Odd Man Out: How Government Supports Private Sector Innovation, Except in Education
For too long, the federal government has babied education, shielding it from the wholesome effects of private-sector competition. In fact, John Bailey explains in this AEI brief, if American education is going to improve, a sizeable portion of the funds showered on public and nonprofit education providers should be rerouted to for-profit businesses. American education should be an “ecosystem of various providers and consumers” and should be supported by private-sector-friendly policies like regulation waivers and results-based incentives.
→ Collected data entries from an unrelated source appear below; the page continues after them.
use serde::{Deserialize, Serialize};
use std::path::PathBuf;

/// Store file used when nothing else is configured
pub const DEFAULT_STORE_FILE: &str = "tasks.json";

/// Contents of the optional `config.toml`. Every key may be omitted.
#[derive(Debug, Clone, Default, Serialize, Deserialize)]
#[serde(deny_unknown_fields)]
pub struct ConfigFile {
    #[serde(default)]
    pub store_path: Option<PathBuf>,
    #[serde(default)]
    pub rules: TaskRules,
}

/// Validation rules applied by the task operations
#[derive(Debug, Clone, Copy, PartialEq, Eq, Serialize, Deserialize)]
pub struct TaskRules {
    /// Minimum description length, counted after trimming
    #[serde(default = "default_min_description_length")]
    pub min_description_length: usize,
}

impl Default for TaskRules {
    fn default() -> Self {
        TaskRules {
            min_description_length: default_min_description_length(),
        }
    }
}

fn default_min_description_length() -> usize {
    5
}

/// Fully resolved settings for one invocation
#[derive(Debug, Clone, PartialEq, Eq)]
pub struct Settings {
    pub store_path: PathBuf,
    pub rules: TaskRules,
}

impl Default for Settings {
    fn default() -> Self {
        Settings {
            store_path: PathBuf::from(DEFAULT_STORE_FILE),
            rules: TaskRules::default(),
        }
    }
}
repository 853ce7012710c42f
pub mod commands;
pub mod handlers;
pub mod output;
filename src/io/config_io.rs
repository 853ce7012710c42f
use std::fs;
use std::path::{Path, PathBuf};

use tracing::debug;

use crate::model::config::{ConfigFile, Settings};

/// Overrides the config file location
pub const CONFIG_ENV: &str = "TASKER_CONFIG";
/// Overrides the store file location from the config file
pub const STORE_FILE_ENV: &str = "TASKER_FILE";

/// Error type for reading the config file
#[derive(Debug, thiserror::Error)]
pub enum ConfigError {
    #[error("could not read {path}: {source}")]
    Read {
        path: PathBuf,
        source: std::io::Error,
    },
    #[error("could not parse {path}: {source}")]
    Parse {
        path: PathBuf,
        source: toml::de::Error,
    },
}

/// Get the config file path: `$TASKER_CONFIG`, else
/// `$XDG_CONFIG_HOME/tasker/config.toml`, else `~/.config/tasker/config.toml`
pub fn config_path() -> PathBuf {
    if let Some(path) = env_path(CONFIG_ENV) {
        return path;
    }
    let config_dir = env_path("XDG_CONFIG_HOME").unwrap_or_else(|| dirs_home().join(".config"));
    config_dir.join("tasker").join("config.toml")
}

fn dirs_home() -> PathBuf {
    env_path("HOME").unwrap_or_else(|| PathBuf::from("/"))
}

fn env_path(key: &str) -> Option<PathBuf> {
    std::env::var_os(key)
        .filter(|v| !v.is_empty())
        .map(PathBuf::from)
}

/// Read a config file. A missing file yields the defaults.
pub fn read_config_from(path: &Path) -> Result<ConfigFile, ConfigError> {
    if !path.exists() {
        debug!(path = %path.display(), "no config file, using defaults");
        return Ok(ConfigFile::default());
    }
    let text = fs::read_to_string(path).map_err(|e| ConfigError::Read {
        path: path.to_path_buf(),
        source: e,
    })?;
    let config = toml::from_str(&text).map_err(|e| ConfigError::Parse {
        path: path.to_path_buf(),
        source: e,
    })?;
    debug!(path = %path.display(), "loaded config file");
    Ok(config)
}

/// Combine the layers: config file, then `TASKER_FILE`, then `--file`.
pub fn resolve_settings(
    config: ConfigFile,
    env_file: Option<PathBuf>,
    flag_file: Option<PathBuf>,
) -> Settings {
    let defaults = Settings::default();
    let store_path = flag_file
        .or(env_file)
        .or(config.store_path)
        .unwrap_or(defaults.store_path);
    Settings {
        store_path,
        rules: config.rules,
    }
}

/// Resolve the settings for this process
pub fn load_settings(flag_file: Option<PathBuf>) -> Result<Settings, ConfigError> {
    let config = read_config_from(&config_path())?;
    let settings = resolve_settings(config, env_path(STORE_FILE_ENV), flag_file);
    debug!(
        store = %settings.store_path.display(),
        min_description_length = settings.rules.min_description_length,
        "resolved settings"
    );
    Ok(settings)
}
use unicode_segmentation::UnicodeSegmentation;
use unicode_width::UnicodeWidthStr;

/// Display width in terminal cells. Tabs count as 4 cells.
pub fn display_width(s: &str) -> usize {
    s.split('\t')
        .enumerate()
        .map(|(i, part)| {
            let w = UnicodeWidthStr::width(part);
            if i > 0 { w + 4 } else { w }
        })
        .sum()
}

/// Number of user-perceived characters (extended grapheme clusters).
pub fn grapheme_count(s: &str) -> usize {
    s.graphemes(true).count()
}

/// Right-justify `s` in a column of `width` cells. Wider values are returned
/// unchanged rather than truncated.
pub fn pad_left(s: &str, width: usize) -> String {
    let w = display_width(s);
    if w >= width {
        return s.to_string();
    }
    let mut out = " ".repeat(width - w);
    out.push_str(s);
    out
}

#[cfg(test)]
mod tests {
    use super::*;

    #[test]
    fn width_of_wide_and_tabbed_text() {
        assert_eq!(display_width("abc"), 3);
        assert_eq!(display_width("日本"), 4);
        assert_eq!(display_width("a\tb"), 6);
    }

    #[test]
    fn graphemes_count_combining_marks_once() {
        assert_eq!(grapheme_count("cafe\u{301}"), 4);
        assert_eq!(grapheme_count("hello"), 5);
        assert_eq!(grapheme_count(""), 0);
    }

    #[test]
    fn pad_left_right_justifies() {
        assert_eq!(pad_left("7", 2), " 7");
        assert_eq!(pad_left("todo", 11), "       todo");
        assert_eq!(pad_left("日本", 6), "  日本");
    }

    #[test]
    fn pad_left_never_truncates() {
        assert_eq!(pad_left("a long value", 4), "a long value");
    }
}
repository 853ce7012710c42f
pub mod unicode;
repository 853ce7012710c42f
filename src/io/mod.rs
pub mod config_io;
pub mod store_io;
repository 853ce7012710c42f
pub mod task;
pub mod config;

pub use task::*;
pub use config::*;
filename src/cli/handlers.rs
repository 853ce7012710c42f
use tracing::debug;

use crate::cli::commands::Cli;
use crate::cli::output::{command_help, format_help, format_task_table};
use crate::io::config_io::{self, ConfigError};
use crate::io::store_io::{self, StoreError};
use crate::model::config::{Settings, TaskRules};
use crate::model::task::{Store, Task, TaskId, TaskStatus, Timestamp};
use crate::ops::task_ops::{self, TaskError};

/// Everything that can stop a command from completing
#[derive(Debug, thiserror::Error)]
pub enum CommandError {
    #[error("command '{0}' does not exist (try `tasker help`)")]
    UnknownCommand(String),
    #[error(transparent)]
    Task(#[from] TaskError),
    #[error(transparent)]
    Store(#[from] StoreError),
    #[error(transparent)]
    Config(#[from] ConfigError),
    #[error("could not format output: {0}")]
    Output(#[from] serde_json::Error),
}

/// A fully validated request for one repository operation
#[derive(Debug, Clone, PartialEq, Eq)]
pub enum Command {
    Add { description: String },
    Update { id: TaskId, description: String },
    Delete { id: TaskId },
    Mark { id: TaskId, status: TaskStatus },
    List { status: Option<String> },
    Help,
}

/// What a successful command produced
#[derive(Debug, Clone, PartialEq, Eq)]
pub enum Outcome {
    Added(Task),
    Updated(TaskId),
    Deleted(TaskId),
    Marked(TaskId, TaskStatus),
    Listed(Vec<Task>),
    Help,
}

// ---------------------------------------------------------------------------
// Parsing
// ---------------------------------------------------------------------------

impl Command {
    /// Map a command name and its raw positional arguments to a command.
    pub fn parse(name: &str, args: &[String]) -> Result<Command, CommandError> {
        let command = match name {
            "add" => {
                let [description] = expect_args::<1>(name, args)?;
                Command::Add {
                    description: description.clone(),
                }
            }
            "update" => {
                let [id, description] = expect_args::<2>(name, args)?;
                Command::Update {
                    id: parse_id(id)?,
                    description: description.clone(),
                }
            }
            "delete" => {
                let [id] = expect_args::<1>(name, args)?;
                Command::Delete { id: parse_id(id)? }
            }
            "mark-in-progress" => {
                let [id] = expect_args::<1>(name, args)?;
                Command::Mark {
                    id: parse_id(id)?,
                    status: TaskStatus::InProgress,
                }
            }
            "mark-done" => {
                let [id] = expect_args::<1>(name, args)?;
                Command::Mark {
                    id: parse_id(id)?,
                    status: TaskStatus::Done,
                }
            }
            "list" => match args {
                [] => Command::List { status: None },
                [status] => Command::List {
                    status: Some(status.clone()),
                },
                _ => return Err(usage_error(name)),
            },
            "help" => {
                let [] = expect_args::<0>(name, args)?;
                Command::Help
            }
            _ => return Err(CommandError::UnknownCommand(name.to_string())),
        };
        Ok(command)
    }

    /// Whether the store has to be written back after this command
    pub fn is_mutating(&self) -> bool {
        !matches!(self, Command::List { .. } | Command::Help)
    }
}

fn expect_args<'a, const N: usize>(
    name: &str,
    args: &'a [String],
) -> Result<&'a [String; N], CommandError> {
    args.try_into().map_err(|_| usage_error(name))
}

fn usage_error(name: &str) -> CommandError {
    let usage = command_help(name).map_or(name, |c| c.usage);
    TaskError::Validation(format!("wrong number of arguments, usage: tasker {}", usage)).into()
}

/// Parse a task id typed on the command line
pub fn parse_id(raw: &str) -> Result<TaskId, TaskError> {
    let n: i64 = raw
        .trim()
        .parse()
        .map_err(|_| TaskError::Validation(format!("id must be an integer, got '{}'", raw)))?;
    if n < 1 {
        return Err(TaskError::Validation(
            "id must be an integer greater than 0".into(),
        ));
    }
    TaskId::try_from(n).map_err(|_| TaskError::Validation(format!("id {} is out of range", n)))
}

// ---------------------------------------------------------------------------
// Execution
// ---------------------------------------------------------------------------

/// Apply one command to an in-memory store.
pub fn execute(
    command: Command,
    store: &mut Store,
    rules: &TaskRules,
    now: Timestamp,
) -> Result<Outcome, TaskError> {
    match command {
        Command::Add { description } => {
            let task = task_ops::add_task(store, &description, rules, now)?;
            Ok(Outcome::Added(task.clone()))
        }
        Command::Update { id, description } => {
            task_ops::update_task(store, id, &description, rules, now)?;
            Ok(Outcome::Updated(id))
        }
        Command::Delete { id } => {
            task_ops::delete_task(store, id)?;
            Ok(Outcome::Deleted(id))
        }
        Command::Mark { id, status } => {
            task_ops::mark_task(store, id, status, now)?;
            Ok(Outcome::Marked(id, status))
        }
        Command::List { status } => {
            let tasks = task_ops::list_tasks(store, status.as_deref())?;
            Ok(Outcome::Listed(tasks.into_iter().cloned().collect()))
        }
        Command::Help => Ok(Outcome::Help),
    }
}

/// One load, operate, save cycle against the store file.
pub fn run(command: Command, settings: &Settings) -> Result<Outcome, CommandError> {
    let mut store = store_io::load_store(&settings.store_path)?;
    let mutating = command.is_mutating();
    debug!(?command, "executing");

    let outcome = execute(command, &mut store, &settings.rules, Timestamp::now())?;

    if mutating {
        store_io::save_store(&settings.store_path, &store)?;
    }
    Ok(outcome)
}

// ---------------------------------------------------------------------------
// Dispatch
// ---------------------------------------------------------------------------

pub fn dispatch(cli: Cli) -> Result<(), CommandError> {
    let command = match cli.command.as_deref() {
        Some(name) => Command::parse(name, &cli.args)?,
        None => Command::Help,
    };

    // help never reads the config or touches the store
    let outcome = match command {
        Command::Help => Outcome::Help,
        command => {
            let settings = config_io::load_settings(cli.file)?;
            run(command, &settings)?
        }
    };
    print_outcome(&outcome, cli.json)
}

fn print_outcome(outcome: &Outcome, json: bool) -> Result<(), CommandError> {
    match outcome {
        Outcome::Added(task) => println!("Task added with ID {}", task.id),
        Outcome::Updated(id) => println!("Task {} updated", id),
        Outcome::Deleted(id) => println!("Task {} deleted", id),
        Outcome::Marked(id, status) => println!("Task {} marked as {}", id, status),
        Outcome::Listed(tasks) => {
            if json {
                println!("{}", serde_json::to_string_pretty(tasks)?);
            } else {
                let refs: Vec<&Task> = tasks.iter().collect();
                print_lines(&format_task_table(&refs));
            }
        }
        Outcome::Help => print_lines(&format_help()),
    }
    Ok(())
}

fn print_lines(lines: &[String]) {
    for line in lines {
        println!("{}", line);
    }
}
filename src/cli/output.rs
use crate::model::task::Task;
use crate::util::unicode::pad_left;

// ---------------------------------------------------------------------------
// Command reference
// ---------------------------------------------------------------------------

/// One entry of the command reference
pub struct CommandHelp {
    pub name: &'static str,
    pub usage: &'static str,
    pub summary: &'static str,
    pub example: &'static str,
}

pub const COMMANDS: &[CommandHelp] = &[
    CommandHelp {
        name: "add",
        usage: "add <description>",
        summary: "add a new task. 1 positional argument - description",
        example: "`add \"go to job\"`",
    },
    CommandHelp {
        name: "update",
        usage: "update <id> <description>",
        summary: "update description of the task. 2 positional args: id, description",
        example: "`update 1 \"go to job and gym\"`",
    },
    CommandHelp {
        name: "delete",
        usage: "delete <id>",
        summary: "delete a task. 1 positional arg - id",
        example: "`delete 1`",
    },
    CommandHelp {
        name: "mark-done",
        usage: "mark-done <id>",
        summary: "mark a task as done. 1 positional arg - id",
        example: "`mark-done 1`",
    },
    CommandHelp {
        name: "mark-in-progress",
        usage: "mark-in-progress <id>",
        summary: "mark a task as in-progress. 1 positional arg - id",
        example: "`mark-in-progress 1`",
    },
    CommandHelp {
        name: "list",
        usage: "list [todo|in-progress|done]",
        summary: "print tasks. Nothing or 1 positional arg - done/in-progress/todo",
        example: "`list`, `list todo`",
    },
    CommandHelp {
        name: "help",
        usage: "help",
        summary: "print this list of commands",
        example: "`help`",
    },
];

const HELP_NAME_WIDTH: usize = 18;

pub fn command_help(name: &str) -> Option<&'static CommandHelp> {
    COMMANDS.iter().find(|c| c.name == name)
}

/// The `help` listing: name, summary and an example per command
pub fn format_help() -> Vec<String> {
    let mut lines = Vec::new();
    for cmd in COMMANDS {
        lines.push(format!("{:<width$}{}", cmd.name, cmd.summary, width = HELP_NAME_WIDTH));
        lines.push(format!(
            "{}Example: {}",
            " ".repeat(HELP_NAME_WIDTH),
            cmd.example
        ));
        lines.push(String::new());
    }
    lines
}

// ---------------------------------------------------------------------------
// Task table
// ---------------------------------------------------------------------------

const ID_WIDTH: usize = 2;
const DESCRIPTION_WIDTH: usize = 30;
const STATUS_WIDTH: usize = 11;
const STAMP_WIDTH: usize = 16;
const SEPARATOR: &str = " | ";
const RULE_WIDTH: usize = 87;

fn table_row(id: &str, description: &str, status: &str, created: &str, updated: &str) -> String {
    [
        pad_left(id, ID_WIDTH),
        pad_left(description, DESCRIPTION_WIDTH),
        pad_left(status, STATUS_WIDTH),
        pad_left(created, STAMP_WIDTH),
        pad_left(updated, STAMP_WIDTH),
    ]
    .join(SEPARATOR)
}

/// Render tasks as a fixed-width table. Header and rule are always present.
pub fn format_task_table(tasks: &[&Task]) -> Vec<String> {
    let mut lines = Vec::with_capacity(tasks.len() + 2);
    lines.push(table_row("id", "description", "status", "created", "updated"));
    lines.push("-".repeat(RULE_WIDTH));
    for task in tasks {
        lines.push(table_row(
            &task.id.to_string(),
            &task.description,
            task.status.as_str(),
            task.created.as_str(),
            task.updated.as_str(),
        ));
    }
    lines
}
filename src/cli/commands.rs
use std::path::PathBuf;

use clap::Parser;

#[derive(Parser, Debug)]
#[command(
    name = "tasker",
    about = concat!("tasker v", env!("CARGO_PKG_VERSION"), " - track small tasks in a JSON file"),
    version,
    allow_negative_numbers = true,
    after_help = "Run `tasker help` for the list of commands with examples."
)]
pub struct Cli {
    /// Task store file (overrides TASKER_FILE and the config file)
    #[arg(short = 'f', long = "file", value_name = "PATH")]
    pub file: Option<PathBuf>,

    /// Print `list` output as JSON
    #[arg(long)]
    pub json: bool,

    /// One of: add, update, delete, mark-in-progress, mark-done, list, help
    pub command: Option<String>,

    /// Positional arguments for the command
    #[arg(allow_hyphen_values = true)]
    pub args: Vec<String>,
}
To articulate this point, Bailey draws on examples from the energy, space, and healthcare sectors: From turning over the design and construction of space shuttles to paying healthcare providers for switching to electronic records, Bailey showcases smooth-operating public-private partnerships—and casts education as far behind the curve. But his analogies aren’t perfect. Most concerning is the specter of Solyndra and similar examples of waste that lurk in various pages of the paper, surfacing periodically as uncomfortable reminders that the government often struggles to regulate and incentivize without skewing or perverting markets. So while Bailey’s argument is strong and his examples interesting, the devil will be in the details: Check back with AEI in upcoming months as it adds further installments in the Private Enterprise in American Education report series.
John Bailey, “Odd Man Out: How Government Supports Private Sector Innovation, Except in Education,” (Washington, D.C.: American Enterprise Institute, October 2011).